Roma, 17 mar. (askanews) – Edizione numero 57 con oltre 450 espositori diretti per Agriumbria,...
Roma, 17 mar. (askanews) – Edizione numero 57 con oltre 450 espositori diretti per Agriumbria, che si svolgerà a Bastia Umbra dal 27 al 29 marzo 2026: la manifestazione, diventata punto di riferimento nazionale per la zootecnia e hub per il Centro Sud Italia per la meccanizzazione e per i diversi comparti agricoli, è stata presentata oggi a Perugia. Presenti Simona Meloni, assessore Politiche agricole e agroalimentari Regione Umbria; Erigo Pecci, Sindaco di Bastia Umbra e Antonio Forini, presidente Umbria Fiere Spa.
“Il comparto agricolo riveste un ruolo strategico per lo sviluppo economico dell’Umbria e per la crescita dei nostri territori. Si tratta di un settore trasversale, che impatta su diversi ambiti e politiche regionali. Tuttavia, stiamo attraversando una fase complessa – ha detto l’assessore Meloni – In questo contesto, Agriumbria rappresenta uno dei principali appuntamenti del settore a livello nazionale e un punto di riferimento per il Centro Italia. Per l’edizione di quest’anno abbiamo introdotto alcune novità importanti, a partire da un appuntamento tecnico di preapertura dedicato al confronto tra istituzioni, associazioni di categoria e operatori. Il 26, a Umbriaflor a Spello, inviteremo tutto il mondo agricolo proprio per confrontarsi in meniera operativa sui temi strategici del settore”.

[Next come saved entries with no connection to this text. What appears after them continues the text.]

impl SubtitleCollection {
    /// Create an empty collection
    pub fn new(source_file: PathBuf, format: SubtitleFormat) -> Self {
        SubtitleCollection {
            source_file,
            entries: Vec::new(),
            format,
            header: Vec::new(),
        }
    }

    /// Load a subtitle file, choosing the parser by extension.
    ///
    /// Entries come back sorted by start time and renumbered from 1.
    pub fn load<P: AsRef<Path>>(path: P) -> Result<Self, SubtitleError> {
        let path = path.as_ref();
        let format = SubtitleFormat::from_path(path)?;

        let bytes = fs::read(path)?;
        let content = String::from_utf8_lossy(&bytes);
        let content = content.trim_start_matches('\u{feff}');

        let (header, entries) = match format {
            SubtitleFormat::Srt => (Vec::new(), Self::parse_srt_string(content)?),
            SubtitleFormat::Ass => Self::parse_ass_string(content)?,
        };

        debug!("Loaded {} entries from {:?}", entries.len(), path);

        Ok(SubtitleCollection {
            source_file: path.to_path_buf(),
            entries,
            format,
            header,
        })
    }

    /// Distinct non-empty speaker labels across all entries
    pub fn speakers(&self) -> BTreeSet<String> {
        collect_speakers(&self.entries)
    }

    /// Write the collection in its own format
    pub fn write_to_file<P: AsRef<Path>>(&self, path: P) -> Result<(), SubtitleError> {
        let path = path.as_ref();

        if let Some(parent) = path.parent() {
            if !parent.as_os_str().is_empty() {
                fs::create_dir_all(parent)?;
            }
        }

        let content = match self.format {
            SubtitleFormat::Srt => self.to_srt_string(),
            SubtitleFormat::Ass => self.to_ass_string(),
        };

        fs::write(path, content)?;
        Ok(())
    }

    /// Render all entries as SRT
    pub fn to_srt_string(&self) -> String {
        self.entries.iter().map(|e| e.to_string()).collect()
    }

    /// Render the preserved header plus an `[Events]` section
    pub fn to_ass_string(&self) -> String {
        let mut out = String::new();

        if self.header.is_empty() {
            out.push_str("[Script Info]\nScriptType: v4.00+\n\n");
        } else {
            for line in &self.header {
                out.push_str(line);
                out.push('\n');
            }
            if !out.ends_with("\n\n") {
                out.push('\n');
            }
        }

        out.push_str("[Events]\n");
        out.push_str(ASS_EVENT_FORMAT);
        out.push('\n');
        for entry in &self.entries {
            out.push_str(&entry.to_ass_line());
            out.push('\n');
        }

        out
    }

    /// Parse SRT format string into subtitle entries
    pub fn parse_srt_string(content: &str) -> Result<Vec<SubtitleEntry>, SubtitleError> {
        let mut entries = Vec::new();

        // State variables for parsing
        let mut current_seq_num: Option<usize> = None;
        let mut current_times: Option<Result<(u64, u64), String>> = None;
        let mut current_text = String::new();

        let mut add_current_entry = |seq_num: usize, times: &Result<(u64, u64), String>, text: &str| {
            let (start_ms, end_ms) = match times {
                Ok(times) => *times,
                Err(e) => {
                    warn!("Skipping subtitle entry {}: {}", seq_num, e);
                    return;
                }
            };
            match SubtitleEntry::new_validated(seq_num, start_ms, end_ms, text.to_string()) {
                Ok(mut entry) => {
                    let lifted = SPEAKER_PREFIX_REGEX.captures(&entry.text)
                        .map(|caps| (caps[1].to_string(), entry.text[caps[0].len()..].to_string()));
                    if let Some((speaker, rest)) = lifted {
                        entry.text = rest;
                        entry.set_speaker(&speaker);
                    }
                    entries.push(entry);
                }
                Err(e) => warn!("Skipping invalid subtitle entry {}: {}", seq_num, e),
            }
        };

        for (idx, line) in content.lines().enumerate() {
            let line_count = idx + 1;
            let trimmed = line.trim();

            if trimmed.is_empty() {
                if let (Some(seq_num), Some(times)) = (current_seq_num, current_times.as_ref()) {
                    if !current_text.is_empty() {
                        add_current_entry(seq_num, times, &current_text);
                        current_seq_num = None;
                        current_times = None;
                        current_text.clear();
                    }
                }
                continue;
            }

            if current_seq_num.is_none() && current_text.is_empty() {
                if let Ok(num) = trimmed.parse::<usize>() {
                    current_seq_num = Some(num);
                    continue;
                }
            }

            if current_seq_num.is_some() && current_times.is_none() {
                if let Some(caps) = TIMESTAMP_REGEX.captures(trimmed) {
                    let start = SubtitleEntry::parse_timestamp(&caps[1]);
                    let end = SubtitleEntry::parse_timestamp(&caps[2]);
                    current_times = Some(start.and_then(|start| end.map(|end| (start, end)))
                        .map_err(|e| format!("line {}: {}", line_count, e)));
                    continue;
                }
            }

            if current_seq_num.is_some() && current_times.is_some() {
                if !current_text.is_empty() {
                    current_text.push('\n');
                }
                current_text.push_str(trimmed);
            } else {
                warn!("Unexpected text at line {} before sequence number or timestamp: {}", line_count, trimmed);
            }
        }

        if let (Some(seq_num), Some(times)) = (current_seq_num, current_times.as_ref()) {
            if !current_text.is_empty() {
                add_current_entry(seq_num, times, &current_text);
            }
        }

        if entries.is_empty() {
            return Err(SubtitleError::NoEntries);
        }

        sort_and_renumber(&mut entries);
        Ok(entries)
    }

    /// Parse ASS/SSA content into the preserved header and dialogue entries
    pub fn parse_ass_string(content: &str) -> Result<(Vec<String>, Vec<SubtitleEntry>), SubtitleError> {
        let mut header = Vec::new();
        let mut entries = Vec::new();
        let mut in_events = false;
        let mut columns: Vec<String> = ASS_EVENT_FORMAT["Format:".len()..]
            .split(',')
            .map(|c| c.trim().to_lowercase())
            .collect();

        for (idx, raw_line) in content.lines().enumerate() {
            let line_number = idx + 1;
            let line = raw_line.trim_end_matches('\r');
            let trimmed = line.trim();

            if trimmed.starts_with('[') && trimmed.ends_with(']') {
                in_events = trimmed.eq_ignore_ascii_case("[events]");
                if !in_events {
                    header.push(line.to_string());
                }
                continue;
            }

            if !in_events {
                header.push(line.to_string());
                continue;
            }

            if let Some(rest) = strip_prefix_ignore_case(trimmed, "format:") {
                columns = rest.split(',').map(|c| c.trim().to_lowercase()).collect();
                if !columns.iter().any(|c| c == "text") {
                    return Err(SubtitleError::Parse {
                        line: line_number,
                        message: "Format line has no Text column".to_string(),
                    });
                }
                continue;
            }

            let Some(rest) = strip_prefix_ignore_case(trimmed, "dialogue:") else {
                // Comment: lines and anything else in [Events] carry no timing
                continue;
            };

            let values: Vec<&str> = rest.trim_start().splitn(columns.len(), ',').collect();
            if values.len() != columns.len() {
                return Err(SubtitleError::Parse {
                    line: line_number,
                    message: format!("expected {} fields, found {}", columns.len(), values.len()),
                });
            }

            let field = |name: &str| columns.iter()
                .position(|c| c == name)
                .map(|i| values[i])
                .unwrap_or("");

            let start_ms = SubtitleEntry::parse_ass_timestamp(field("start"))
                .map_err(|message| SubtitleError::Parse { line: line_number, message })?;
            let end_ms = SubtitleEntry::parse_ass_timestamp(field("end"))
                .map_err(|message| SubtitleError::Parse { line: line_number, message })?;

            let seq_num = entries.len() + 1;
            match SubtitleEntry::new_validated(seq_num, start_ms, end_ms, field("text").to_string()) {
                Ok(mut entry) => {
                    let name = if columns.iter().any(|c| c == "name") { field("name") } else { field("actor") };
                    entry.set_speaker(name);
                    let layer = if columns.iter().any(|c| c == "layer") { field("layer") } else { "0" };
                    entry.ass = Some(AssFields {
                        layer: layer.trim().to_string(),
                        style: field("style").trim().to_string(),
                        margin_l: field("marginl").trim().to_string(),
                        margin_r: field("marginr").trim().to_string(),
                        margin_v: field("marginv").trim().to_string(),
                        effect: field("effect").trim().to_string(),
                    });
                    entries.push(entry);
                }
                Err(e) => warn!("Skipping dialogue at line {}: {}", line_number, e),
            }
        }

        if entries.is_empty() {
            return Err(SubtitleError::NoEntries);
        }

        // Drop trailing blank lines so the writer controls section spacing
        while header.last().is_some_and(|l| l.trim().is_empty()) {
            header.pop();
        }

        sort_and_renumber(&mut entries);
        Ok((header, entries))
    }
}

Agriumbria è passata siamo passata da circa 60 mila agli attuali 90 mila visitatori e, come ha detto Antonio Forini, presidente di Umbria Fiere, “rappresenta oggi un punto di riferimento nel panorama agricolo nazionale ed è molto più di una semplice manifestazione fieristica: è un luogo di incontro e confronto tra imprese, allevatori, istituzioni e operatori del settore, chiamati ad affrontare sfide cruciali come il cambiamento climatico, la sostenibilità e l’innovazione tecnologica”.
Sono tante le associazioni di categoria, le confederazioni, le istituzioni e le sigle del mondo agricolo, zootecnico e imprenditoriale presenti durante la tre giorni e la principale attrattiva resta sempre il programma zootecnico: mostre e incontri tecnici. Nel 2026 saranno presenti più di 600 capi, tra bovini, ovini, equini, suini, caprini e avicunicoli, con tutte le razze italiane da carne, mostre e rassegne di razza, aste e concorsi di animali iscritti ai libri genealogici oltre alla vetrina degli animali di bassa corte.
Confermato anche quest’anno il salone specializzato e l’area demo dedicati alla forestazione e tra le novità si segnala uno spazio dedicato alle federazioni di costruttori e rivenditori di macchine. Nel 2026 si conferma forte il contributo portato dalla dimensione convegnistica con una ventina di appuntamenti promossi da istituzioni, in primis la Regione Umbria e il Dipartimento di Agraria dell’Universita’ di Perugia, organizzazioni di categoria e aziende espositrici.